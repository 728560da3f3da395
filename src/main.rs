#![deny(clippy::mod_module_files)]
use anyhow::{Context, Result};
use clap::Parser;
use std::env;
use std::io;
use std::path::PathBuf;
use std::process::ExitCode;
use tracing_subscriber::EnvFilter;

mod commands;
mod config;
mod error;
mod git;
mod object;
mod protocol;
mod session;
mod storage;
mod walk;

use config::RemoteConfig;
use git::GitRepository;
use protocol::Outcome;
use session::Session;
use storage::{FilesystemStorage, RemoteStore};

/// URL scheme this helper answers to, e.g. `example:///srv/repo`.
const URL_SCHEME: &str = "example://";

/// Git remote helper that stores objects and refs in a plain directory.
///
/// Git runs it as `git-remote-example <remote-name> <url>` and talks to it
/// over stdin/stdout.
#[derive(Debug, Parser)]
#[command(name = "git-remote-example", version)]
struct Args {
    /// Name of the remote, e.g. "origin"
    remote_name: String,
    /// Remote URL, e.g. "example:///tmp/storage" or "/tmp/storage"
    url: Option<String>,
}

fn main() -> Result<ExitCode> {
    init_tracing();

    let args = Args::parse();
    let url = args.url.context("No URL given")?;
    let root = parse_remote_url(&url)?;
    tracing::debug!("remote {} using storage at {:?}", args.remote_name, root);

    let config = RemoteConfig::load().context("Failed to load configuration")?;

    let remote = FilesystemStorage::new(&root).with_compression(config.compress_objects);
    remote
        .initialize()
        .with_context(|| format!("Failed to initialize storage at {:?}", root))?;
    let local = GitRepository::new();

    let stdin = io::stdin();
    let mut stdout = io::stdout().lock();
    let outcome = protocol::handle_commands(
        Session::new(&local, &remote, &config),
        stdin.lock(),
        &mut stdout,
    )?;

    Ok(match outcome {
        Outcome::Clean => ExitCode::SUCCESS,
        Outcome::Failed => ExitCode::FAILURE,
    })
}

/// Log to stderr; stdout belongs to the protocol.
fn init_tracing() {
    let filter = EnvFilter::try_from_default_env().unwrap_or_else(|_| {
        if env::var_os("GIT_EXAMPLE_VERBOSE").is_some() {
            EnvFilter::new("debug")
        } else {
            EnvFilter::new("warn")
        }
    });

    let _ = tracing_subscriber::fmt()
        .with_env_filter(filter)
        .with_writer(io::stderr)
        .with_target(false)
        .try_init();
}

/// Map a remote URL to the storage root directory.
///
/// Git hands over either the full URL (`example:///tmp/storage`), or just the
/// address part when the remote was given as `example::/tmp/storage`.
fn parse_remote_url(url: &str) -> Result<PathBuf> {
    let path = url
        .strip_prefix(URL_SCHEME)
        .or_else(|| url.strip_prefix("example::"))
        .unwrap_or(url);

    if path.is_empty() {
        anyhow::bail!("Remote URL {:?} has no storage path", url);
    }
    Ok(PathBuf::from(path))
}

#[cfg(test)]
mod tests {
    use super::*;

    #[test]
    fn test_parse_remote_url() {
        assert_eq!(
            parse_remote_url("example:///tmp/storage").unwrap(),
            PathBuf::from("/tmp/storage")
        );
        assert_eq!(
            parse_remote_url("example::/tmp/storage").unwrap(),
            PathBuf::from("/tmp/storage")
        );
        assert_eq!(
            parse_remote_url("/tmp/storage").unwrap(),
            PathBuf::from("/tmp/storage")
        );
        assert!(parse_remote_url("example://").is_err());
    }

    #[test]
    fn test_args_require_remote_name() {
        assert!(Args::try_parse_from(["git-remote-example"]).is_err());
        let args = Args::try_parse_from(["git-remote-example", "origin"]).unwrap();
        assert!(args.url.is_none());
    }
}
────────────────────
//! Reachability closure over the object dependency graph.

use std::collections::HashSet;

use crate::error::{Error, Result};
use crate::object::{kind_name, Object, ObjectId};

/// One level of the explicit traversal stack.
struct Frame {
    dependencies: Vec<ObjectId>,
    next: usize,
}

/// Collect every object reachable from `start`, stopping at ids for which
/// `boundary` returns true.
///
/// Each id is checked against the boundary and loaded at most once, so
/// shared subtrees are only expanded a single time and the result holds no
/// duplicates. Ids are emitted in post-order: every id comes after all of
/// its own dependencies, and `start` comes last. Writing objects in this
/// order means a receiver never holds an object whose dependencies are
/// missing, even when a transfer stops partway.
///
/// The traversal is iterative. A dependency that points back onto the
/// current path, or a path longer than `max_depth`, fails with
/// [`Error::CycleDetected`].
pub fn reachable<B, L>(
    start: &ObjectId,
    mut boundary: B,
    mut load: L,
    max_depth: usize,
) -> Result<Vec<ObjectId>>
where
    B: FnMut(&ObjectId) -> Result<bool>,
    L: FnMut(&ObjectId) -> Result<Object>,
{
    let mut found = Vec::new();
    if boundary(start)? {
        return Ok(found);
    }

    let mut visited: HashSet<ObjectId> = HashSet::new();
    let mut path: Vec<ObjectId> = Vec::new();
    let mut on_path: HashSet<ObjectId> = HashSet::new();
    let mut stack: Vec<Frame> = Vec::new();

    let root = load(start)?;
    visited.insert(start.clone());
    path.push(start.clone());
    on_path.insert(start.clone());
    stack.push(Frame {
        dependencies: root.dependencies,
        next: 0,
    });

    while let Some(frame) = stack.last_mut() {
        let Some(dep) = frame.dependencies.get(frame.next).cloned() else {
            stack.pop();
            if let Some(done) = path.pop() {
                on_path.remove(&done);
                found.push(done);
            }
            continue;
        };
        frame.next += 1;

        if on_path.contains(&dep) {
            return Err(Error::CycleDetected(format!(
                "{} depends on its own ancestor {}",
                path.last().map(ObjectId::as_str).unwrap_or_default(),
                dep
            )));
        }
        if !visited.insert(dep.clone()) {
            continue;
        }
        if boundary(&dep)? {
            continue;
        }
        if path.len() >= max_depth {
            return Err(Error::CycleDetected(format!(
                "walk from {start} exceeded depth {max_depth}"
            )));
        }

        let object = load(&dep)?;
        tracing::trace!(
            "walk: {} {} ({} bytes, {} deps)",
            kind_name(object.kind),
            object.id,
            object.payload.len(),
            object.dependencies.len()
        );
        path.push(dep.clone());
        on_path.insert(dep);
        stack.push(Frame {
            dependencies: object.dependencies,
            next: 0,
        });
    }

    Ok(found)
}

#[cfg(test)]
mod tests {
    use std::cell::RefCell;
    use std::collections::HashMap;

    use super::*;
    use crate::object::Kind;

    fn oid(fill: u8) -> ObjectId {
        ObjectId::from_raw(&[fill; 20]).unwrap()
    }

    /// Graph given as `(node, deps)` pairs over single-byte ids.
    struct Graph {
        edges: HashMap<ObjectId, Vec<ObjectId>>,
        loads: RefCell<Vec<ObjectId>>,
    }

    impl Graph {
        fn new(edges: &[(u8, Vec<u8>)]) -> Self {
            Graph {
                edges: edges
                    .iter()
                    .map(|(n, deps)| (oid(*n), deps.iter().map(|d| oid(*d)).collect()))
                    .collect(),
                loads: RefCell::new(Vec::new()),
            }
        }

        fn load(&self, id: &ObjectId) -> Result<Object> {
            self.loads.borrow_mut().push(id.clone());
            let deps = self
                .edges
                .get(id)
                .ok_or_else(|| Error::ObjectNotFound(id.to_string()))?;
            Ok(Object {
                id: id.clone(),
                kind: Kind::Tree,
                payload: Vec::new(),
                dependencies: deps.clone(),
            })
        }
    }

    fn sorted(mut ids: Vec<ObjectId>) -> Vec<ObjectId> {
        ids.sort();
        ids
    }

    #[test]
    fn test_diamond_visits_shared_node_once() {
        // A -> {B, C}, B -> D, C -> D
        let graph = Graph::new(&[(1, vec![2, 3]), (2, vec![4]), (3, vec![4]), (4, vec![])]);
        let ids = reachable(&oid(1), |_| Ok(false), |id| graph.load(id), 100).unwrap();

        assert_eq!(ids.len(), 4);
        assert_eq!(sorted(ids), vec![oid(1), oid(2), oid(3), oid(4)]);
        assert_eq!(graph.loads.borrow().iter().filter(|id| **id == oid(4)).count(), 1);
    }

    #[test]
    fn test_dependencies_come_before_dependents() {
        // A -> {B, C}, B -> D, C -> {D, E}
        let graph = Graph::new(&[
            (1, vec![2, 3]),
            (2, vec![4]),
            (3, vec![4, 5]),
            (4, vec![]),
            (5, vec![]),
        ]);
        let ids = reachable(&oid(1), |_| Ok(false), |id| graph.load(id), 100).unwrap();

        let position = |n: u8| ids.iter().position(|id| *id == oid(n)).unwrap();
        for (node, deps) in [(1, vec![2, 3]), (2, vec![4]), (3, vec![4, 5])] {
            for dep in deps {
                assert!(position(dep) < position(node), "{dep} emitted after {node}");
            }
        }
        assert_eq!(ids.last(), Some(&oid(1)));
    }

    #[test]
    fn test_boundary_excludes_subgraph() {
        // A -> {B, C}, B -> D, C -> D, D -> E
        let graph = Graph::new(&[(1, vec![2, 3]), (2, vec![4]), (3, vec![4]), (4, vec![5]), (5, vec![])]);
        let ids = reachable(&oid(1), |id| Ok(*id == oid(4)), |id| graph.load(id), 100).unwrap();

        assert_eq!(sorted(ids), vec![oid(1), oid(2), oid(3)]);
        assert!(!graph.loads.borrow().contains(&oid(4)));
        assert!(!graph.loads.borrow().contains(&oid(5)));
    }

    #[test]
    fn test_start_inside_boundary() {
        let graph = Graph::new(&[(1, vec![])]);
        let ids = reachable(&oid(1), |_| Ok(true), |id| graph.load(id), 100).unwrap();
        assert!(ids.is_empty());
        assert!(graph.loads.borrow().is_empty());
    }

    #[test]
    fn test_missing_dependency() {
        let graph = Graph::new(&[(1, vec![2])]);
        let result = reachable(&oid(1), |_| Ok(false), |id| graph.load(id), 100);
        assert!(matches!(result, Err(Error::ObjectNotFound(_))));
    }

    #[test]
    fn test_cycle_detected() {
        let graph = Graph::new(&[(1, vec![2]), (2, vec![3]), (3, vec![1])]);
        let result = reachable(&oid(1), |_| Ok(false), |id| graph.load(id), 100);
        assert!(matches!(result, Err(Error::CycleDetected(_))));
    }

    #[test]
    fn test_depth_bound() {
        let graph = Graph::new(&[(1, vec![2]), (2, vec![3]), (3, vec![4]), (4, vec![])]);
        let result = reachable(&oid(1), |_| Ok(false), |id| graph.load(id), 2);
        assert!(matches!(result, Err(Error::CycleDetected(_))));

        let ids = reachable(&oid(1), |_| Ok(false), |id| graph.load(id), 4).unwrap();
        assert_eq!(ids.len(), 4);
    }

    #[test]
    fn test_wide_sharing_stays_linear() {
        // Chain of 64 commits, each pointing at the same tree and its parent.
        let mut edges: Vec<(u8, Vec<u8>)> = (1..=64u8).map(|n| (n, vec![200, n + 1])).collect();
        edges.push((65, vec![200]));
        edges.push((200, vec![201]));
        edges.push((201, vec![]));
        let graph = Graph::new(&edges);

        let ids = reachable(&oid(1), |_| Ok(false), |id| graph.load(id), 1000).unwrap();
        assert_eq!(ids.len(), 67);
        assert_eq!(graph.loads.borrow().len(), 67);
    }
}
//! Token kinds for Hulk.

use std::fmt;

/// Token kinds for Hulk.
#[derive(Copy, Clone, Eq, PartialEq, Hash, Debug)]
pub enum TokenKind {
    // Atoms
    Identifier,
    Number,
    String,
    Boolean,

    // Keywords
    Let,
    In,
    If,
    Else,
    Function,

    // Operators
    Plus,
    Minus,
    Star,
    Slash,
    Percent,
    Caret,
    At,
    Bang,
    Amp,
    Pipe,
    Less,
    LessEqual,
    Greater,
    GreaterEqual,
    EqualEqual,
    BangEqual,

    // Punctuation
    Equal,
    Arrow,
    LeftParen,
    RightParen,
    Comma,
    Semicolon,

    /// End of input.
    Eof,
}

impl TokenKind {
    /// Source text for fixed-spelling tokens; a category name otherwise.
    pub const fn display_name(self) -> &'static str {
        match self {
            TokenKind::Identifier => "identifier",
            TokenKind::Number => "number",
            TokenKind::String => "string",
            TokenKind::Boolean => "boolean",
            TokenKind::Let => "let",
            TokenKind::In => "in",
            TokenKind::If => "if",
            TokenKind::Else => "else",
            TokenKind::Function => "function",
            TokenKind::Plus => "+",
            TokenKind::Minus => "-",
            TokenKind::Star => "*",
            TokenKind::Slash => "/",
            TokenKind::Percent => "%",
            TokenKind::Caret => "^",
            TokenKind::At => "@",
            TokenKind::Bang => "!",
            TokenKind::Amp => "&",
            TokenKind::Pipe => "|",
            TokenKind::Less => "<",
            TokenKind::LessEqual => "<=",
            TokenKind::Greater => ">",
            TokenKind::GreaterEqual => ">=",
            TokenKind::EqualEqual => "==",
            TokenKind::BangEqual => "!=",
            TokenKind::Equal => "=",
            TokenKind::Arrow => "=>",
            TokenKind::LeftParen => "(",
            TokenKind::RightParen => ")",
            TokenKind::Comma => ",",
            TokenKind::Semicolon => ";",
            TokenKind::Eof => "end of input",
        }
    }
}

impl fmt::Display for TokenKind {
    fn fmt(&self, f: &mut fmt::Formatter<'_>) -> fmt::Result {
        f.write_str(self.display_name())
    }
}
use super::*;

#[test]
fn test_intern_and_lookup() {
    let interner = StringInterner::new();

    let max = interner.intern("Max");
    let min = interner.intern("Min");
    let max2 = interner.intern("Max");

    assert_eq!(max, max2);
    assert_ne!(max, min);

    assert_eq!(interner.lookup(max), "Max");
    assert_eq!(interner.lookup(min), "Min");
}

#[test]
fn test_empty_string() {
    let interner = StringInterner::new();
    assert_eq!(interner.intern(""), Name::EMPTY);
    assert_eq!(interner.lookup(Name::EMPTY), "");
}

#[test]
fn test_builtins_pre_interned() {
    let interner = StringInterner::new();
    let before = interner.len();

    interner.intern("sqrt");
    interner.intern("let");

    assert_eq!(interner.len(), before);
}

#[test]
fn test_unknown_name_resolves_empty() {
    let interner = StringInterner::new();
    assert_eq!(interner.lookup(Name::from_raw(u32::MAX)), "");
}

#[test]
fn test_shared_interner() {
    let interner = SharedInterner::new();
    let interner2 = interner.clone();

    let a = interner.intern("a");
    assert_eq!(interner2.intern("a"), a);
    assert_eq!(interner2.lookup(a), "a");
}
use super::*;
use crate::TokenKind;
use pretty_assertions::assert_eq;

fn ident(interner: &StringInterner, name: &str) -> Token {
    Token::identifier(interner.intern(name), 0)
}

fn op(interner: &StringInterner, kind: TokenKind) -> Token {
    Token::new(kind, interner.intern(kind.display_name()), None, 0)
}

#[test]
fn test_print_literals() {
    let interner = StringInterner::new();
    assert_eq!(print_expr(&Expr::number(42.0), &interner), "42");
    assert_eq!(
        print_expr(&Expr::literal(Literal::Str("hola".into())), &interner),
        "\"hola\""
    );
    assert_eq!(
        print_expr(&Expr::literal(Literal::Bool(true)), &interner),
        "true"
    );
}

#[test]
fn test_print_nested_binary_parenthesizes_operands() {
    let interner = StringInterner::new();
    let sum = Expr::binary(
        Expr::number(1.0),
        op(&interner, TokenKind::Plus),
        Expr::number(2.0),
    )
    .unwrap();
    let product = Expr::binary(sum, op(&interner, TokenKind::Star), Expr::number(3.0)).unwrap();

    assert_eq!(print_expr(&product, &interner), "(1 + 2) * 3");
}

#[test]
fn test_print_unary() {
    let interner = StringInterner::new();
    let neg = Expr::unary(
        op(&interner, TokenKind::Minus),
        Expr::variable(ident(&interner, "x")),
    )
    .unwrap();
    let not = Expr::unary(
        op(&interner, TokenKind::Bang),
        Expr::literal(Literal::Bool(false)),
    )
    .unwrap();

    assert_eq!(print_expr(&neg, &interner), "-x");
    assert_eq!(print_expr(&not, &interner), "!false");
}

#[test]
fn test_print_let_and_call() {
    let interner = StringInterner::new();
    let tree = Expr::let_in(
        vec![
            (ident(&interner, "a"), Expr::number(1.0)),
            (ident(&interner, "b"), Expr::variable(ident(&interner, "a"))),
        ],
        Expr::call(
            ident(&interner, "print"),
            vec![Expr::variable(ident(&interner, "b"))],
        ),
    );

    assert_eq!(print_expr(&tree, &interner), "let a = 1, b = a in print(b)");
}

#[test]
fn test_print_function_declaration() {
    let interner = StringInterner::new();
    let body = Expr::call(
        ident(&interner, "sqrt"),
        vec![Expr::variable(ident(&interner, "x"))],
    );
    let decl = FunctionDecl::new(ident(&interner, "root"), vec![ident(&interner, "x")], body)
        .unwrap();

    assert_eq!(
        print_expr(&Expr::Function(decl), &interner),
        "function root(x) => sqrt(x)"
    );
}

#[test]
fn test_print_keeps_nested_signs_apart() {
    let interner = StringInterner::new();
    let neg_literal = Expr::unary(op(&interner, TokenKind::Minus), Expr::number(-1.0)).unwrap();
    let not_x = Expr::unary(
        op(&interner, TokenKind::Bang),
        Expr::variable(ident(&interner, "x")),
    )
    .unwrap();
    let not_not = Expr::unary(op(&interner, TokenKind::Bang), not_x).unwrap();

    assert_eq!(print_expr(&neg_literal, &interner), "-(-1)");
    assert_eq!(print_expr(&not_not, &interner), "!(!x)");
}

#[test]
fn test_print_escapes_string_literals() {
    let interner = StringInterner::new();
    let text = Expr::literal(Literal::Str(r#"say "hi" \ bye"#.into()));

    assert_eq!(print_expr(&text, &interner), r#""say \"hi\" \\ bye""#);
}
────────────────────
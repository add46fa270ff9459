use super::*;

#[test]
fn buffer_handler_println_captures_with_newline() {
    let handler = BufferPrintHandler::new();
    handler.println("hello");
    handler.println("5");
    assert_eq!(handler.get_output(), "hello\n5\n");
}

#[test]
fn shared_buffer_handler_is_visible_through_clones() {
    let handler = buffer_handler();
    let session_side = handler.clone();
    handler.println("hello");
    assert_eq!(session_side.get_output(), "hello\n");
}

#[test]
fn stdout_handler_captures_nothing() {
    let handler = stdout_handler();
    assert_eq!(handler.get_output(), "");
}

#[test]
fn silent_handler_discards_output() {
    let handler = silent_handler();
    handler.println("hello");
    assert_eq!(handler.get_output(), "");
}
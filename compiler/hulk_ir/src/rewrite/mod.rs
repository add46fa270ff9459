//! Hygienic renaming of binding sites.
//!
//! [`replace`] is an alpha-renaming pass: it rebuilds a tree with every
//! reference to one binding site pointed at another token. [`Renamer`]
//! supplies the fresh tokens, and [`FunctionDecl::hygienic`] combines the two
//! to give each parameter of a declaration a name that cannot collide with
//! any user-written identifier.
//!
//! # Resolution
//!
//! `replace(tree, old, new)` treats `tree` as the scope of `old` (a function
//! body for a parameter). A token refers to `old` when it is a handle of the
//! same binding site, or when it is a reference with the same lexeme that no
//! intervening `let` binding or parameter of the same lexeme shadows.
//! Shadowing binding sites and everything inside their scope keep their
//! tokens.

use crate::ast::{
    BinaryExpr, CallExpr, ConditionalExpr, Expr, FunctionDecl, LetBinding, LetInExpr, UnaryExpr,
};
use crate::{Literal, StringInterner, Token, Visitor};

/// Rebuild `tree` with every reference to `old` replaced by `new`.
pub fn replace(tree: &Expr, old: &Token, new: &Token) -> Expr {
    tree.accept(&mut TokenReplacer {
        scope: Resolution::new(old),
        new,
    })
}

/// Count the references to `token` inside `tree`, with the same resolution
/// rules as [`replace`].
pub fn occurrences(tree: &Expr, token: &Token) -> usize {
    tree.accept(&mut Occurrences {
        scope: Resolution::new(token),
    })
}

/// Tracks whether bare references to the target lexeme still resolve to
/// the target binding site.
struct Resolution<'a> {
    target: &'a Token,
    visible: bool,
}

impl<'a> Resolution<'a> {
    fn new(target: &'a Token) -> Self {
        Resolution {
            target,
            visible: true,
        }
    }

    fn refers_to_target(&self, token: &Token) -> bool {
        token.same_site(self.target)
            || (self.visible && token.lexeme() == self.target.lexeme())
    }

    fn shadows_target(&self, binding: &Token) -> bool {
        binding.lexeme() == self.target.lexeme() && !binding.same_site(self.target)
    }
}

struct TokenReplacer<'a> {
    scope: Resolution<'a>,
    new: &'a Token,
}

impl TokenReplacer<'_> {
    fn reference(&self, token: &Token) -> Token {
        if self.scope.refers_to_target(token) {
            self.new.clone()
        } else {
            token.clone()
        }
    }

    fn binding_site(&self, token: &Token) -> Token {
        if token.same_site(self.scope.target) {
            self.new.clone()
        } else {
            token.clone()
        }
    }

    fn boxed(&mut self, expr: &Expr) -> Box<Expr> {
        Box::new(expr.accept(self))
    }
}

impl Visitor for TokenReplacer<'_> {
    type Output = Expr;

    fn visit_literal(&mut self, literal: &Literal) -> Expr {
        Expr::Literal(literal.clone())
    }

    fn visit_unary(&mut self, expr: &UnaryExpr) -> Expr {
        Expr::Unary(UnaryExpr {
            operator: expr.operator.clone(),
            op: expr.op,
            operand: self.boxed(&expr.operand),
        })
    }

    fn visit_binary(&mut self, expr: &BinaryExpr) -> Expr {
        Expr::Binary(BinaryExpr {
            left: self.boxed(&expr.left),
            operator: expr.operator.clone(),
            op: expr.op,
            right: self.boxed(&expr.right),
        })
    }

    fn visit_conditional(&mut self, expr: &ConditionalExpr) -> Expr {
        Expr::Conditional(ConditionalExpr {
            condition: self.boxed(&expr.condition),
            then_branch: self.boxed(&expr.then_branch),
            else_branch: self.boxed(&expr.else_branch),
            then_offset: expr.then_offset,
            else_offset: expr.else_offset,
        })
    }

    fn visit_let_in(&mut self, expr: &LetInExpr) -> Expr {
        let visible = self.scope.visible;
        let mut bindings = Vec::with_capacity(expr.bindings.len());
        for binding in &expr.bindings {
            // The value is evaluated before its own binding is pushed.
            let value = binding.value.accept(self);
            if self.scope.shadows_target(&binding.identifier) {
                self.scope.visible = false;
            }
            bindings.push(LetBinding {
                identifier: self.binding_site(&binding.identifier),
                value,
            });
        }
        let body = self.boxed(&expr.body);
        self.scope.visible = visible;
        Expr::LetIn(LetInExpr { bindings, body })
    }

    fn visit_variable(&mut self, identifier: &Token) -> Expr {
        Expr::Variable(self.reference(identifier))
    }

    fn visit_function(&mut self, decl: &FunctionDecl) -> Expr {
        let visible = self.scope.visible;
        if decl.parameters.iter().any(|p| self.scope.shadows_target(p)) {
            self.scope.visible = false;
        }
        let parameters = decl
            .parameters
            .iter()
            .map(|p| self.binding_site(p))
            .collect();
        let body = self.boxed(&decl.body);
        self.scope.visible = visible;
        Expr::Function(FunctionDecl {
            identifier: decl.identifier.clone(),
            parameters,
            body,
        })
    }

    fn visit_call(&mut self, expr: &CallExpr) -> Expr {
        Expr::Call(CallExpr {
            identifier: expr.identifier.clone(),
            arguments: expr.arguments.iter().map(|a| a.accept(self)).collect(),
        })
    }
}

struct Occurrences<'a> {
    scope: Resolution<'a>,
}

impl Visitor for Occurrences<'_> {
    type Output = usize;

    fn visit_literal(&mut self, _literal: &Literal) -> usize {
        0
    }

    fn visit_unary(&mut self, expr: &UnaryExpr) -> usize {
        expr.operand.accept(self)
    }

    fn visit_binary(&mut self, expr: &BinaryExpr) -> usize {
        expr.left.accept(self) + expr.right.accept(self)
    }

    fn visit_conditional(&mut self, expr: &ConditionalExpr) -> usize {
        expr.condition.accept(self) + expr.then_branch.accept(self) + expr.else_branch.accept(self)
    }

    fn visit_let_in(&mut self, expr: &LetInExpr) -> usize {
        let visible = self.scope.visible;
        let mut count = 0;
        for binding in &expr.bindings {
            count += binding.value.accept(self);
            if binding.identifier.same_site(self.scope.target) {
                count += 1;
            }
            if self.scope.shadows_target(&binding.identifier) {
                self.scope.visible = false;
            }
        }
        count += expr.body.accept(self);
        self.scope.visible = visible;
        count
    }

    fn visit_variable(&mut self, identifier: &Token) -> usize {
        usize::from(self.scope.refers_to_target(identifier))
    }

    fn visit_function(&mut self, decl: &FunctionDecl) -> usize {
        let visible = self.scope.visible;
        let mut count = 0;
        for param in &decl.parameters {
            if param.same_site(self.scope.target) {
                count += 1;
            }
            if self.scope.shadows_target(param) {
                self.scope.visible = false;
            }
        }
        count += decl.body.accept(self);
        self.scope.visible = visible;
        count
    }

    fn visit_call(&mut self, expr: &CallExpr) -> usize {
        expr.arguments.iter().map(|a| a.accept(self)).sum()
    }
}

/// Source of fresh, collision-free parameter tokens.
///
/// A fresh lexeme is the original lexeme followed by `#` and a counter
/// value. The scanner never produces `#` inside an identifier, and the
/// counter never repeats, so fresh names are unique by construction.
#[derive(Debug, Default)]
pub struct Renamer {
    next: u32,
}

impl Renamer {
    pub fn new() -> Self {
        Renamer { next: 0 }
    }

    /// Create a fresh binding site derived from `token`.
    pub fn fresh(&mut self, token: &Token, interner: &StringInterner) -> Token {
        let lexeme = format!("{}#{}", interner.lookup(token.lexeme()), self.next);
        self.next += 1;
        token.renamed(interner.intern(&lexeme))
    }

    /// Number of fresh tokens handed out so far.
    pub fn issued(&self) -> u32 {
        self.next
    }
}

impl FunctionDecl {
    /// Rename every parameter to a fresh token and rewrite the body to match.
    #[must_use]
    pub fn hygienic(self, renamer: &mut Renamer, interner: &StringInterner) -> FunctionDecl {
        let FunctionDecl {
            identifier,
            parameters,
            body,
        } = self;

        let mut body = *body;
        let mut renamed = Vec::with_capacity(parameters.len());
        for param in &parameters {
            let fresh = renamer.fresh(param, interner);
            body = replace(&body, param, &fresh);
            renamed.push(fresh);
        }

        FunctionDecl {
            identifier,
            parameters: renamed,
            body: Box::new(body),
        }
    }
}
────────────────────
**Required work**
Find how many lines in the listing contain the word "RemoteConfig" and give that count alone.

**Solved problem**
2